EXERCISE PROMPT: Search the entries for the word "RecompileIfTooManyDeopts" and copy each line that has it.

GIVEN DATA:
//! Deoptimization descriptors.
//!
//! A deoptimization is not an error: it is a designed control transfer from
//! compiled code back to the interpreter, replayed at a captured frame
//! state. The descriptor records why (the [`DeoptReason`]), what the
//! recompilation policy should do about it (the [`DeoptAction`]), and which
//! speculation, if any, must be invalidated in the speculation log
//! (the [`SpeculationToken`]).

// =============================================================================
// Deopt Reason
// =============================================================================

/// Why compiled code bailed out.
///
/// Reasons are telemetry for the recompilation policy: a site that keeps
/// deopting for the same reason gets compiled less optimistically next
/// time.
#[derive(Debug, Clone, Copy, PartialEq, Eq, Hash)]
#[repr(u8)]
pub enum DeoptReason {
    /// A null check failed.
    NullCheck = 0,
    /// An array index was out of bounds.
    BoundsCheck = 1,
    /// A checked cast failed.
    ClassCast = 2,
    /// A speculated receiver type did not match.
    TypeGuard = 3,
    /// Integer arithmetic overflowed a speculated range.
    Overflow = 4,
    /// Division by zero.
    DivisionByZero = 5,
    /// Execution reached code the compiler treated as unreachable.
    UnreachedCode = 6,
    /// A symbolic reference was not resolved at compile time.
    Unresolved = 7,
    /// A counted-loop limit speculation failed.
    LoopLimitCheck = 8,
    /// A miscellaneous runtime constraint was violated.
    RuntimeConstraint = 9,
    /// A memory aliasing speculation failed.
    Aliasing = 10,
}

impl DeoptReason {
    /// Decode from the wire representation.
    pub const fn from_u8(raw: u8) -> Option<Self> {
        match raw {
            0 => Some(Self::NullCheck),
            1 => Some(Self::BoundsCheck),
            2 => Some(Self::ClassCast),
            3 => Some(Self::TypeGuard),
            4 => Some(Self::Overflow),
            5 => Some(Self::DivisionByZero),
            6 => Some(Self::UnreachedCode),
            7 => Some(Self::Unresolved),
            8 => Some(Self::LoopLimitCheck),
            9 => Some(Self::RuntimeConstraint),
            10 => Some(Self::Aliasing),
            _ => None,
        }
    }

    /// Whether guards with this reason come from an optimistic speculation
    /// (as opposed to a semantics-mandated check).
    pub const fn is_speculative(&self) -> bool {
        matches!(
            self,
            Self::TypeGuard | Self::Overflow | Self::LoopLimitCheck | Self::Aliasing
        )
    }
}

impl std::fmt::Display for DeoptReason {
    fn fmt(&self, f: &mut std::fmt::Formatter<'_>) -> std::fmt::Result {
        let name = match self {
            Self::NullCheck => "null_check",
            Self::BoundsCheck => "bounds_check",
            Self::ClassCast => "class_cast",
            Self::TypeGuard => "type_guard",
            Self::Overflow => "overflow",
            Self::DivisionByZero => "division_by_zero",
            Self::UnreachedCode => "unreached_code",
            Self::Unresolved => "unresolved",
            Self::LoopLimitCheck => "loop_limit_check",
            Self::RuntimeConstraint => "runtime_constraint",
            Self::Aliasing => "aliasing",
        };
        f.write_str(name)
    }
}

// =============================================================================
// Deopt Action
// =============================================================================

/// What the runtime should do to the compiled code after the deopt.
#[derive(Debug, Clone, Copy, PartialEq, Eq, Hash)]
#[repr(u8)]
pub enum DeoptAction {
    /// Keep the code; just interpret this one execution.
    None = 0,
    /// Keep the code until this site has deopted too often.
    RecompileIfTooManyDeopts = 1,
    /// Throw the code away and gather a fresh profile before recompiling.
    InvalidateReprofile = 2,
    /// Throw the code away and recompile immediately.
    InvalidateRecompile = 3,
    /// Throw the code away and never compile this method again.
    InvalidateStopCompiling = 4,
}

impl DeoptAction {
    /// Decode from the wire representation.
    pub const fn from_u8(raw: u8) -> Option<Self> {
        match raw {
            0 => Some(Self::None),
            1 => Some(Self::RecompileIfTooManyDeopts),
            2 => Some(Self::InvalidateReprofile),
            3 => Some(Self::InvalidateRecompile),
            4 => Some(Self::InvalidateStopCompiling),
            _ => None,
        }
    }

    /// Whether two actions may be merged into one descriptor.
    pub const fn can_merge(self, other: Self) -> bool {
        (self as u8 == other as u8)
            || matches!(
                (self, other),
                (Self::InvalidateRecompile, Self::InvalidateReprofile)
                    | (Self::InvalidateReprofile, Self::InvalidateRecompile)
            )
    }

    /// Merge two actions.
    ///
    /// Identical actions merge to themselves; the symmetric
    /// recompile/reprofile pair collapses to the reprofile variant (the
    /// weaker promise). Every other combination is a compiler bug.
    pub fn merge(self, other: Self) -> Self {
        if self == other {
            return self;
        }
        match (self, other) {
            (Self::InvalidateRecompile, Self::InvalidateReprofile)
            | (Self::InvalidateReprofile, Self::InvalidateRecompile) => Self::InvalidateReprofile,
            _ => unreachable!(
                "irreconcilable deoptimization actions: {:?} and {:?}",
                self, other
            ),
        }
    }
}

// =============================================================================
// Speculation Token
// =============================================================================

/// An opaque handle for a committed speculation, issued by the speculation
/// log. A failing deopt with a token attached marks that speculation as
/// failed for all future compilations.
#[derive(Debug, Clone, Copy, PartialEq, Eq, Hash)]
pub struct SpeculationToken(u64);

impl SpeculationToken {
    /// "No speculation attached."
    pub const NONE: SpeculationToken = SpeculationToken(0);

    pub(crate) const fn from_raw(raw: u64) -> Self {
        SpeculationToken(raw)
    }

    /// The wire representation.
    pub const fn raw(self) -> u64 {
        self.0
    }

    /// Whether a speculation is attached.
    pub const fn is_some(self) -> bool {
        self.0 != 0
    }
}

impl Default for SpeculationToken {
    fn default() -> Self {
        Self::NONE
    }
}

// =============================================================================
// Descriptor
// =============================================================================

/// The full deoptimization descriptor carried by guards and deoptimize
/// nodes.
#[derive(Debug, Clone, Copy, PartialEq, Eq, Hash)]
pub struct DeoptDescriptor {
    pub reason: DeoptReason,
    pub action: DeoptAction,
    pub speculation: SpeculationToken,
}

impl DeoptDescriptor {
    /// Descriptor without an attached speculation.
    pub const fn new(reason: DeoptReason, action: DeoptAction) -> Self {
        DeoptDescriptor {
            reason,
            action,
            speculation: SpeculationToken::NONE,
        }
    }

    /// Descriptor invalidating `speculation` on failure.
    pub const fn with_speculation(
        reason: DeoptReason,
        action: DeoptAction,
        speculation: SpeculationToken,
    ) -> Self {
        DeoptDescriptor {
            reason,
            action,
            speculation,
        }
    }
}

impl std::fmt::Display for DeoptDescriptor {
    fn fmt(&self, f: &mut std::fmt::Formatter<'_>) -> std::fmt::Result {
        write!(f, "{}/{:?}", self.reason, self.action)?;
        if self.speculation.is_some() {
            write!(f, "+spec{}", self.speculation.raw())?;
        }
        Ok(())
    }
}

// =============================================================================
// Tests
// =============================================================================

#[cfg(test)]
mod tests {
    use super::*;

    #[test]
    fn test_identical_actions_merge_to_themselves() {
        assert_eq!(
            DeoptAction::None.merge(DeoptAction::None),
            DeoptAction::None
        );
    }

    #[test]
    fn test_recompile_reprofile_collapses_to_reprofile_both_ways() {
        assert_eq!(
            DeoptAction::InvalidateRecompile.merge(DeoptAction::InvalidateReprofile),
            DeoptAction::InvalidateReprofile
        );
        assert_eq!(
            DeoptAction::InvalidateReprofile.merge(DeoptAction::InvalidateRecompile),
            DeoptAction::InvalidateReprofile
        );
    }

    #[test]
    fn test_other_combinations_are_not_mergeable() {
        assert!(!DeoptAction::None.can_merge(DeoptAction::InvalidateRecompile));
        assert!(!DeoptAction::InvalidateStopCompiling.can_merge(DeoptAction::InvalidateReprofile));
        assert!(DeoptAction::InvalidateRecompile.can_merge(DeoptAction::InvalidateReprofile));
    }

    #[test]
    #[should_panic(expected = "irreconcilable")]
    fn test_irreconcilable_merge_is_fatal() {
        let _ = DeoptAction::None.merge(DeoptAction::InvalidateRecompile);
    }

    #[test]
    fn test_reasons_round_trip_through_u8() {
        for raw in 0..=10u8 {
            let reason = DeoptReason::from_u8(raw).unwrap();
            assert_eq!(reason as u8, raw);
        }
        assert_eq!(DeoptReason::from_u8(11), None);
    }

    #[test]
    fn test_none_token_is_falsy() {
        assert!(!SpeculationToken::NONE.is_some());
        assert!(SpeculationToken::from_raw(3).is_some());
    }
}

RESPONSE BELOW:
    RecompileIfTooManyDeopts = 1,
            1 => Some(Self::RecompileIfTooManyDeopts),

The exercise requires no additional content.